Saved data entries:
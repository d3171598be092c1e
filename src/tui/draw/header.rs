//! Header: title, analysis mode, and service health indicator.

use ratatui::Frame;
use ratatui::layout::Rect;
use ratatui::style::{Color, Modifier, Style};
use ratatui::text::{Line, Span};
use ratatui::widgets::Paragraph;

use super::super::app::App;
use super::super::constants::{ACCENT, ACCENT_SECONDARY};

pub(crate) fn draw_header(f: &mut Frame, app: &App, area: Rect) {
    let mut spans = vec![
        Span::styled(
            " biaslens ",
            Style::default().fg(ACCENT).add_modifier(Modifier::BOLD),
        ),
        Span::styled("· mode: ", Style::default().fg(Color::DarkGray)),
        Span::styled(
            app.mode.label().to_string(),
            Style::default().fg(ACCENT_SECONDARY),
        ),
        Span::styled("  ", Style::default()),
    ];
    spans.push(health_span(app));

    let title = Line::from(spans);
    let separator = Line::from(Span::styled(
        "─".repeat(area.width as usize),
        Style::default().fg(Color::DarkGray),
    ));
    f.render_widget(Paragraph::new(vec![title, separator]), area);
}

/// Health indicator: green when the service answered healthy, red when
/// unreachable or degraded, gray while the first check is pending.
fn health_span(app: &App) -> Span<'static> {
    match (&app.health, &app.health_error) {
        (Some(h), _) if h.is_healthy() => {
            Span::styled("● online", Style::default().fg(Color::Green))
        }
        (Some(_), _) => Span::styled("● degraded", Style::default().fg(Color::Yellow)),
        (None, Some(_)) => Span::styled("● offline", Style::default().fg(Color::Red)),
        (None, None) => Span::styled("○ checking…", Style::default().fg(Color::DarkGray)),
    }
}
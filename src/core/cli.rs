//! CLI-only commands: one-shot analysis report, health, categories, config.
//!
//! These run without opening the TUI and produce plain text output.

use crate::core::analysis::{BiasResult, Segment};
use crate::core::api::ApiClient;
use crate::core::config::Config;

/// Wrap width for the text section of the one-shot report.
const REPORT_WIDTH: usize = 78;

/// Print a plain-text report for a normalized result.
pub fn print_report(result: &BiasResult) {
    if result.has_bias {
        println!("Bias detected (severity: {})", result.severity.label());
    } else {
        println!("No significant bias detected");
    }
    if let Some(score) = result.overall_score {
        println!("Overall score: {:.0}%", score * 100.0);
    }

    if !result.scores.is_empty() {
        println!("\nCategory scores:");
        let width = result
            .scores
            .keys()
            .map(|c| c.len())
            .max()
            .unwrap_or(8)
            .max(8);
        for (category, score) in &result.scores {
            println!("  {:<width$}  {:>3.0}%", category, score * 100.0);
        }
    }
    let unscored: Vec<&str> = result
        .categories
        .iter()
        .filter(|c| !result.scores.contains_key(*c))
        .map(|c| c.as_str())
        .collect();
    if !unscored.is_empty() {
        println!("Flagged without score: {}", unscored.join(", "));
    }

    println!("\nText:");
    for line in marked_text(result).lines() {
        if line.is_empty() {
            println!();
            continue;
        }
        for chunk in textwrap::wrap(line, REPORT_WIDTH) {
            println!("  {}", chunk);
        }
    }

    if let Some(stats) = result.statistics {
        println!(
            "\nStatistics: {} words, {} chars, {} sentences",
            stats.word_count, stats.char_count, stats.sentence_count
        );
    }
    if !result.recommendations.is_empty() {
        println!("\nRecommendations:");
        for rec in &result.recommendations {
            println!("  - {}", rec);
        }
    }

    println!(
        "\nAnalyzed at {}",
        result.timestamp.format("%Y-%m-%d %H:%M:%S UTC")
    );
}

/// Render the analyzed text with `[term](category)` markers on annotated
/// segments.
fn marked_text(result: &BiasResult) -> String {
    result
        .segments()
        .iter()
        .map(|seg| match seg {
            Segment::Plain(text) => (*text).to_string(),
            Segment::Annotated { text, category } => format!("[{}]({})", text, category),
        })
        .collect()
}

/// Run the `health` command: query the service and report its status.
pub async fn run_health(config: &Config) {
    let client = ApiClient::new(config);
    match client.health().await {
        Ok(health) => {
            println!("Status:   {}", health.status);
            if !health.service.is_empty() {
                println!("Service:  {}", health.service);
            }
            if !health.version.is_empty() {
                println!("Version:  {}", health.version);
            }
            println!("Lexicons: {}", health.lexicons_loaded);
            println!("Model:    {}", if health.model_loaded { "loaded" } else { "not loaded" });
            if !health.is_healthy() {
                std::process::exit(1);
            }
        }
        Err(e) => {
            eprintln!("Error: {}", e);
            std::process::exit(1);
        }
    }
}

/// Run the `categories` command: list the service's bias taxonomy.
pub async fn run_categories(config: &Config) {
    let client = ApiClient::new(config);
    let taxonomy = match client.categories().await {
        Ok(t) => t,
        Err(e) => {
            eprintln!("Error: {}", e);
            std::process::exit(1);
        }
    };

    if taxonomy.categories.is_empty() {
        println!("No categories reported.");
        return;
    }

    let width = taxonomy
        .categories
        .iter()
        .map(|c| c.len())
        .max()
        .unwrap_or(12)
        .max(12);
    for category in &taxonomy.categories {
        match taxonomy.descriptions.get(category) {
            Some(description) => println!("{:<width$}  {}", category, description),
            None => println!("{}", category),
        }
    }
}

/// Run the `config` command: display the resolved settings.
pub fn run_config(config: &Config) {
    println!("API URL:      {}", config.api_url);
    println!("Timeout:      {}s", config.timeout.as_secs());
    println!("Default mode: {}", config.default_mode);
}

#[cfg(test)]
mod tests {
    use super::*;
    use crate::core::analysis::{AnalysisMode, normalize};
    use serde_json::json;

    #[test]
    fn marked_text_wraps_annotated_segments() {
        let raw = json!({
            "text": "The female nurse.",
            "has_bias": true,
            "severity": "mild",
            "highlights": [{"start": 4, "end": 10, "term": "female", "category": "gender"}],
            "timestamp": "2026-08-26T10:15:00"
        });
        let result = normalize(&raw, AnalysisMode::Quick).unwrap();
        assert_eq!(marked_text(&result), "The [female](gender) nurse.");
    }
}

--- WHAT NEEDS TO BE DONE ---
Reproduce every line from the preceding data in which the word "await" can be found.

--- SOLUTION FOR THIS TASK ---
    match client.health().await {
    let taxonomy = match client.categories().await {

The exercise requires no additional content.